Montgomery County developers and realtors are concerned the rent stabilization bill (Bill 15-23) passed by the County Council in July could deter new multifamily development, reduce rental housing stock and have the opposite effect lawmakers sought.
The impact the new legislation – which City Council officials say will start being enforced in late Spring 2024 – will have on development in the county is largely unknown.
One major point of concern for multifamily developers and realtors is if the county will now be able to reach future housing targets. The Metropolitan Washington Council of Governments (MWCOG) estimated that the county needs to add 41,000 housing units from 2020 to 2030 to meet the housing demand, which would be approximately 4,100 new units per year.
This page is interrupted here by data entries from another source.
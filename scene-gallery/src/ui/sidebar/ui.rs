use bevy::prelude::*;
use constants::render_settings::{BUTTON_ACTIVE, BUTTON_IDLE, PANEL_BACKGROUND, PANEL_HEADER};

use super::state::*;
use crate::engine::core::app_state::GalleryPage;

// Spawns the sidebar with its toggle button and one entry per page
pub fn spawn_sidebar_ui(mut commands: Commands, state: Res<SidebarState>) {
    let body_display = if state.open { Display::Flex } else { Display::None };

    commands
        .spawn((
            SidebarRoot,
            Name::new("Sidebar"),
            Interaction::default(),
            BackgroundColor(PANEL_BACKGROUND),
            Node {
                width: Val::Px(state.width()),
                height: Val::Percent(100.0),
                position_type: PositionType::Absolute,
                left: Val::Px(0.0),
                top: Val::Px(0.0),
                bottom: Val::Px(0.0),
                display: Display::Flex,
                flex_direction: FlexDirection::Column,
                align_items: AlignItems::Stretch,
                overflow: Overflow::clip(),
                ..default()
            },
        ))
        .with_children(|parent| {
            parent
                .spawn((
                    SidebarHeader,
                    Name::new("Header"),
                    BackgroundColor(PANEL_HEADER),
                    Node {
                        width: Val::Percent(100.0),
                        padding: UiRect::all(Val::Px(6.0)),
                        display: Display::Flex,
                        justify_content: JustifyContent::FlexEnd,
                        ..default()
                    },
                ))
                .with_children(|header| {
                    header
                        .spawn((
                            SidebarToggleButton,
                            Button,
                            BackgroundColor(BUTTON_IDLE),
                            BorderColor(Color::srgba(0.0, 0.0, 0.0, 0.25)),
                            BorderRadius::MAX,
                            Node {
                                width: Val::Px(28.0),
                                height: Val::Px(28.0),
                                display: Display::Flex,
                                align_items: AlignItems::Center,
                                justify_content: JustifyContent::Center,
                                border: UiRect::all(Val::Px(1.0)),
                                ..default()
                            },
                        ))
                        .with_children(|b| {
                            b.spawn((
                                Text::new("="),
                                TextFont { font_size: 18.0, ..default() },
                                TextColor(Color::WHITE),
                            ));
                        });
                });

            parent
                .spawn((
                    SidebarBody,
                    Name::new("Body"),
                    Node {
                        width: Val::Percent(100.0),
                        padding: UiRect::axes(Val::Px(10.0), Val::Px(8.0)),
                        row_gap: Val::Px(4.0),
                        display: body_display,
                        flex_direction: FlexDirection::Column,
                        overflow: Overflow::scroll_y(),
                        ..default()
                    },
                ))
                .with_children(|body| {
                    body.spawn((
                        SidebarTitle,
                        Text::new("Scene Gallery"),
                        TextFont { font_size: 20.0, ..default() },
                        TextColor(Color::WHITE),
                        Node { margin: UiRect::bottom(Val::Px(10.0)), ..default() },
                    ));

                    for page in GalleryPage::ALL {
                        body.spawn((
                            NavButton(page),
                            Name::new(page.title()),
                            Button,
                            BackgroundColor(BUTTON_IDLE),
                            Node {
                                width: Val::Percent(100.0),
                                padding: UiRect::axes(Val::Px(10.0), Val::Px(6.0)),
                                ..default()
                            },
                        ))
                        .with_children(|btn| {
                            btn.spawn((
                                Text::new(page.title()),
                                TextFont { font_size: 15.0, ..default() },
                                TextColor(Color::WHITE),
                            ));
                        });
                    }
                });
        });
}

pub fn apply_sidebar_state(
    state: Res<SidebarState>,
    mut nodes: ParamSet<(
        Query<&mut Node, With<SidebarRoot>>,
        Query<&mut Node, With<SidebarBody>>,
    )>,
) {
    if !state.is_changed() {
        return;
    }

    if let Ok(mut n) = nodes.p0().single_mut() {
        n.width = Val::Px(state.width());
    }
    if let Ok(mut n) = nodes.p1().single_mut() {
        n.display = if state.open { Display::Flex } else { Display::None };
    }
}

/// Highlight the entry of the page being shown.
pub fn reflect_active_page(
    page: Res<State<GalleryPage>>,
    mut buttons: Query<(&NavButton, &mut BackgroundColor)>,
) {
    for (nav, mut bg) in &mut buttons {
        *bg = BackgroundColor(if nav.0 == *page.get() { BUTTON_ACTIVE } else { BUTTON_IDLE });
    }
}
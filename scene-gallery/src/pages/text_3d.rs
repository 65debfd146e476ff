use std::f32::consts::PI;

use bevy::prelude::*;
use bevy::text::DEFAULT_FONT_DATA;
use constants::lighting::{ambient_brightness, directional_illuminance};
use rand::rngs::StdRng;
use rand::{Rng, SeedableRng};

use super::orbit_page_camera;
use crate::constants::path::MATCAP_TEXTURE;
use crate::engine::assets::gallery_config::GalleryConfig;
use crate::engine::core::app_state::GalleryPage;
use crate::engine::render::matcap_material::MatcapMaterial;
use crate::engine::scene::helpers::axes_helper;
use crate::engine::scene::text_mesh::{TextExtrusion, extruded_text_mesh};

const PAGE: GalleryPage = GalleryPage::ThreeDText;

/// Donuts are scattered inside a cube of this edge length.
const SCATTER_EXTENT: f32 = 10.0;

pub struct TextPagePlugin;

impl Plugin for TextPagePlugin {
    fn build(&self, app: &mut App) {
        app.add_systems(OnEnter(PAGE), spawn_text_scene);
    }
}

/// Random placement, tilt and size for `count` donuts.
pub fn donut_transforms(rng: &mut impl Rng, count: usize) -> Vec<Transform> {
    (0..count)
        .map(|_| {
            let translation = Vec3::new(
                (rng.random::<f32>() - 0.5) * SCATTER_EXTENT,
                (rng.random::<f32>() - 0.5) * SCATTER_EXTENT,
                (rng.random::<f32>() - 0.5) * SCATTER_EXTENT,
            );
            let rotation = Quat::from_euler(
                EulerRot::XYZ,
                rng.random::<f32>() * PI,
                rng.random::<f32>() * PI,
                0.0,
            );
            Transform {
                translation,
                rotation,
                scale: Vec3::splat(rng.random::<f32>()),
            }
        })
        .collect()
}

fn spawn_text_scene(
    mut commands: Commands,
    mut meshes: ResMut<Assets<Mesh>>,
    mut materials: ResMut<Assets<StandardMaterial>>,
    mut matcaps: ResMut<Assets<MatcapMaterial>>,
    asset_server: Res<AssetServer>,
    config: Res<GalleryConfig>,
) {
    commands.spawn((
        orbit_page_camera(Vec3::new(-2.0, 2.0, 5.0), Vec3::ZERO, 75.0, Color::BLACK),
        StateScoped(PAGE),
    ));
    commands.insert_resource(AmbientLight {
        brightness: ambient_brightness(0.5),
        ..default()
    });
    commands.spawn((
        DirectionalLight {
            illuminance: directional_illuminance(1.0),
            ..default()
        },
        Transform::from_xyz(2.0, 2.0, 3.0).looking_at(Vec3::ZERO, Vec3::Y),
        StateScoped(PAGE),
    ));

    let material = matcaps.add(MatcapMaterial::new(asset_server.load(MATCAP_TEXTURE)));

    match extruded_text_mesh(DEFAULT_FONT_DATA, &config.text.message, &TextExtrusion::default()) {
        Ok(headline) => {
            commands.spawn((
                Mesh3d(meshes.add(headline)),
                MeshMaterial3d(material.clone()),
                StateScoped(PAGE),
            ));
        }
        Err(e) => warn!("Skipping headline: {e}"),
    }

    let donut = meshes.add(Torus::new(0.1, 0.5).mesh().minor_resolution(20).major_resolution(45));
    let mut rng = StdRng::seed_from_u64(config.random_seed);
    for transform in donut_transforms(&mut rng, config.text.donut_count) {
        commands.spawn((
            Mesh3d(donut.clone()),
            MeshMaterial3d(material.clone()),
            transform,
            StateScoped(PAGE),
        ));
    }

    commands.spawn((axes_helper(&mut meshes, &mut materials, 2.0), StateScoped(PAGE)));
}

#[cfg(test)]
mod tests {
    use super::*;

    #[test]
    fn donuts_stay_inside_the_scatter_cube() {
        let mut rng = StdRng::seed_from_u64(1337);
        let donuts = donut_transforms(&mut rng, 100);

        assert_eq!(donuts.len(), 100);
        for donut in &donuts {
            assert!(donut.translation.abs().max_element() <= SCATTER_EXTENT / 2.0);
            assert!((0.0..1.0).contains(&donut.scale.x));
            assert_eq!(donut.scale.x, donut.scale.z);
        }
    }
}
According to Juliana DeSouza, a data analyst at the county’s Department of Permitting Services, the county added approximately 11,308 new individual housing units from Jan. 1, 2020, to July 31, 2023 – 3,686 units and 3,868 units in 2021 and 2022, respectively.
“By 2024, projects that are currently going through the pipeline will continue, but you’re going to see projects getting shelved, companies pulling out entirely,” said Griffin Benton, vice president of government affairs at the Maryland Building Industry Association (MBIA). “You know, by 2025 to 2027 you’re going to see a real crunch in the rental unit market. It’s just going to be challenging.”